Combat is feasible and sometimes necessary, as this isn’t a walking simulator. It is broken between melee and ranged, the former being a much more viable option. Most encounters you rely on a fireman’s axe for melee damage. Once on the ground, you can engage in a finisher animation. For those who are more indirect, a common method is to drop objects on top of zombies or luring them into electrified floors by taunting.
Progression will often be blocked by a simple puzzle. Whether it be a button that needs pressing, a block that needs moving, or a sequence of actions it won’t get complex. No puzzle kept me stopped for very long and none were so clever that I felt satisfied when solving them. Instead I simply performed a menial task to continue onward.
Another strange decision was that Wayne, a park ranger, cannot swim in deep water. This lack of skill is never explained, and instead exists to create more hazards for the player to overcome. The sections containing water don’t break the pacing, but slow it down. I’m engaged with what is developing and want to see around the corner, but instead I have to watch Wayne dredge through chest-high water.
Thanks to a heavily leaned-on art style, Deadlight still holds up four years after its original release. While certain textures and buildings can reveal its age, a large majority of Deadlight: Director’s Cut looks great at a higher resolution. Wayne is nearly always entrenched in black, a reflection of the Shadows that tirelessly chase after him. Presented as a 2.5D sidescroller, the game offers depth of vision with roads leading off into the distance and impressive backdrops that increase the presence of a larger world.
A subtle score never overpowers the on-screen action, but is still a joy to listen to. The main menu music features a chorus that uses a “less-is-more” approach that I appreciated. Don’t expect the grandiose musical cues of Halo. Instead the music is used here, much like the art style, to simply enhance the story being told.

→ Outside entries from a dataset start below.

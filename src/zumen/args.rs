use clap::{Parser, Subcommand};
use std::path::PathBuf;
use zumen::model::MachineType;

fn long_version() -> String {
    const VERSION: &str = env!("CARGO_PKG_VERSION");
    const GIT_HASH: &str = env!("GIT_HASH");
    const GIT_COMMIT_DATE: &str = env!("GIT_COMMIT_DATE");

    if GIT_HASH.is_empty() {
        VERSION.to_string()
    } else {
        format!("{}@{} {}", VERSION, GIT_HASH, GIT_COMMIT_DATE)
    }
}

#[derive(Parser, Debug)]
#[command(name = "zumen")]
#[command(about = "Maintenance tool for the work-instruction record store", long_about = None)]
#[command(version = long_version())]
pub struct Cli {
    #[command(subcommand)]
    pub command: Commands,

    /// Record store root (overrides the configured data root)
    #[arg(long, global = true)]
    pub root: Option<PathBuf>,

    /// Verbose output
    #[arg(short, long, global = true)]
    pub verbose: bool,
}

#[derive(Subcommand, Debug)]
pub enum Commands {
    /// List drawings in the store
    #[command(alias = "ls")]
    List,

    /// Audit drawings for empty instruction content
    Audit {
        /// Drawing ids (e.g. 12750800122 or drawing-12750800122)
        #[arg(required_unless_present = "all")]
        ids: Vec<String>,

        /// Audit every drawing in the store
        #[arg(long, conflicts_with = "ids")]
        all: bool,
    },

    /// Migrate legacy step folders to machine-qualified names
    Migrate {
        /// Target machine type (machining, turning, yokonaka, radial, other)
        #[arg(short, long)]
        machine: MachineType,

        /// Drawing ids to migrate
        #[arg(required = true, num_args = 1..)]
        ids: Vec<String>,
    },

    /// Validate an authored source record file
    Validate {
        /// Path to the record JSON (sections of table rows)
        record: PathBuf,
    },

    /// Normalize machine-type metadata values to canonical keys
    Normalize {
        /// Drawing ids to normalize
        #[arg(required_unless_present = "all")]
        ids: Vec<String>,

        /// Normalize every drawing in the store
        #[arg(long, conflicts_with = "ids")]
        all: bool,

        /// Report changes without writing
        #[arg(long)]
        dry_run: bool,

        /// Skip the .bak copy before rewriting
        #[arg(long)]
        no_backup: bool,
    },

    /// Archive drawings into a timestamped tar.gz
    Export {
        /// Drawing ids to export
        #[arg(required = true, num_args = 1..)]
        ids: Vec<String>,
    },

    /// Show or set configuration values
    Config {
        /// Config key (data_root, backup_on_normalize)
        key: Option<String>,

        /// New value for the key
        value: Option<String>,
    },
}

Remasters, remakes, and ports are nothing new, and Deadlight is one of the few games from last generation that deserves it. Releasing on Xbox 360’s Summer of Arcade in 2012, Deadlight later made its way to PC with little fanfare. Now, on Xbox One and PlayStation 4, Deadlight: Director’s Cut has a chance to impress new players with its take on a zombie apocalypse. The art style helps to mask the age, but it can’t stop certain gameplay mechanics from feeling rough on these consoles. Those complaints aren’t enough to keep me from recommending this solid experience, especially given the additional content and low launch pricing.